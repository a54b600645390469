//! Reprocessing sweep over failed records.
//!
//! Pages through records that carry an error and no route, in id order, and
//! re-runs the ones whose failure is not permanent. Deferred records are
//! re-run only when no retry entry for them is live in this process, which
//! is the case after a restart.

use std::sync::Arc;
use tracing::{debug, info};

use ingest_core::limits::SWEEP_BATCH_SIZE;
use ingest_core::{RecordStatus, Result};
use telemetry::metrics;

use crate::pipeline::{ItemOutcome, Pipeline};

#[derive(Debug, Clone, Copy, Default, PartialEq, Eq)]
pub struct SweepReport {
    pub scanned: usize,
    pub reprocessed: usize,
    pub completed: usize,
}

pub struct ReprocessSweep {
    pipeline: Arc<Pipeline>,
    credential: Option<String>,
    batch_size: usize,
}

impl ReprocessSweep {
    pub fn new(pipeline: Arc<Pipeline>, credential: Option<String>) -> Self {
        Self {
            pipeline,
            credential,
            batch_size: SWEEP_BATCH_SIZE,
        }
    }

    pub fn with_batch_size(mut self, batch_size: usize) -> Self {
        self.batch_size = batch_size.max(1);
        self
    }

    pub async fn run(&self) -> Result<SweepReport> {
        let mut report = SweepReport::default();
        let mut after_id = i64::MIN;

        loop {
            let batch = self
                .pipeline
                .store()
                .list_failed(after_id, self.batch_size)
                .await?;
            let Some(last) = batch.last() else {
                break;
            };
            after_id = last.id;
            let full = batch.len() == self.batch_size;

            for record in batch {
                report.scanned += 1;
                if !record.is_reprocessable() {
                    continue;
                }
                if record.status == RecordStatus::Deferred
                    && self.pipeline.admission().is_pending(record.id)
                {
                    continue;
                }

                debug!(nft_id = record.id, "Reprocessing failed record");
                report.reprocessed += 1;
                metrics().records_swept.inc();

                let outcome = self
                    .pipeline
                    .process(record.id, self.credential.as_deref())
                    .await?;
                if matches!(outcome, ItemOutcome::Completed(_)) {
                    report.completed += 1;
                }
            }

            if !full {
                break;
            }
        }

        info!(
            scanned = report.scanned,
            reprocessed = report.reprocessed,
            completed = report.completed,
            "Reprocessing sweep finished"
        );
        Ok(report)
    }
}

__Exercise aim__
Transcribe the listing above verbatim, leaving every line whole.

__Task response__
repository a54b600645390469
//! Reprocessing sweep over failed records.
//!
//! Pages through records that carry an error and no route, in id order, and
//! re-runs the ones whose failure is not permanent. Deferred records are
//! re-run only when no retry entry for them is live in this process, which
//! is the case after a restart.

use std::sync::Arc;
use tracing::{debug, info};

use ingest_core::limits::SWEEP_BATCH_SIZE;
use ingest_core::{RecordStatus, Result};
use telemetry::metrics;

use crate::pipeline::{ItemOutcome, Pipeline};

#[derive(Debug, Clone, Copy, Default, PartialEq, Eq)]
pub struct SweepReport {
    pub scanned: usize,
    pub reprocessed: usize,
    pub completed: usize,
}

pub struct ReprocessSweep {
    pipeline: Arc<Pipeline>,
    credential: Option<String>,
    batch_size: usize,
}

impl ReprocessSweep {
    pub fn new(pipeline: Arc<Pipeline>, credential: Option<String>) -> Self {
        Self {
            pipeline,
            credential,
            batch_size: SWEEP_BATCH_SIZE,
        }
    }

    pub fn with_batch_size(mut self, batch_size: usize) -> Self {
        self.batch_size = batch_size.max(1);
        self
    }

    pub async fn run(&self) -> Result<SweepReport> {
        let mut report = SweepReport::default();
        let mut after_id = i64::MIN;

        loop {
            let batch = self
                .pipeline
                .store()
                .list_failed(after_id, self.batch_size)
                .await?;
            let Some(last) = batch.last() else {
                break;
            };
            after_id = last.id;
            let full = batch.len() == self.batch_size;

            for record in batch {
                report.scanned += 1;
                if !record.is_reprocessable() {
                    continue;
                }
                if record.status == RecordStatus::Deferred
                    && self.pipeline.admission().is_pending(record.id)
                {
                    continue;
                }

                debug!(nft_id = record.id, "Reprocessing failed record");
                report.reprocessed += 1;
                metrics().records_swept.inc();

                let outcome = self
                    .pipeline
                    .process(record.id, self.credential.as_deref())
                    .await?;
                if matches!(outcome, ItemOutcome::Completed(_)) {
                    report.completed += 1;
                }
            }

            if !full {
                break;
            }
        }

        info!(
            scanned = report.scanned,
            reprocessed = report.reprocessed,
            completed = report.completed,
            "Reprocessing sweep finished"
        );
        Ok(report)
    }
}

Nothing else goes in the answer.